//! Outbound mail transports.

pub mod smtp;

pub use smtp::SmtpMailTransport;
use axum::Router;

pub mod monitor;
pub mod notifications;
pub mod system;

/// Router for the admin endpoints.
pub fn router() -> Router {
    Router::new()
        .nest("/monitor", monitor::router())
        .nest("/notifications", notifications::router())
}
//! Routing keys and topic-exchange pattern matching.

/// Fixed routing keys, one per event category.
pub mod routing_keys {
    pub const PRICE_CHANGE_DETECTED: &str = "price.change.detected";
    pub const USER_CREATED: &str = "user.created";
}

/// Topic-exchange matching: words are `.`-separated, `*` matches exactly one
/// word and `#` matches zero or more words.
pub fn topic_matches(pattern: &str, key: &str) -> bool {
    let pattern: Vec<&str> = pattern.split('.').collect();
    let key: Vec<&str> = key.split('.').collect();
    matches_words(&pattern, &key)
}

fn matches_words(pattern: &[&str], key: &[&str]) -> bool {
    match pattern.split_first() {
        None => key.is_empty(),
        Some((&"#", rest)) => (0..=key.len()).any(|skip| matches_words(rest, &key[skip..])),
        Some((&word, rest)) => match key.split_first() {
            Some((&k, key_rest)) if word == "*" || word == k => matches_words(rest, key_rest),
            _ => false,
        },
    }
}
//! Infrastructure layer: configuration, Redis, Postgres, HTTP and SMTP
//! adapters for the monitor and notification pipelines.

pub mod config;
pub mod event_bus;
pub mod mail;
pub mod observation_store;
pub mod rate_limit;
pub mod registry;

#[cfg(test)]
mod integration_tests;

pub use config::{AppConfig, ConfigError};
pub use mail::SmtpMailTransport;
pub use observation_store::PostgresObservationStore;
pub use registry::{HttpProductRegistry, HttpUserRegistry};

§ **Work request**
Tell me how many lines in the entries contain the string "pattern", and give nothing besides that number.

§ **Answer space**
6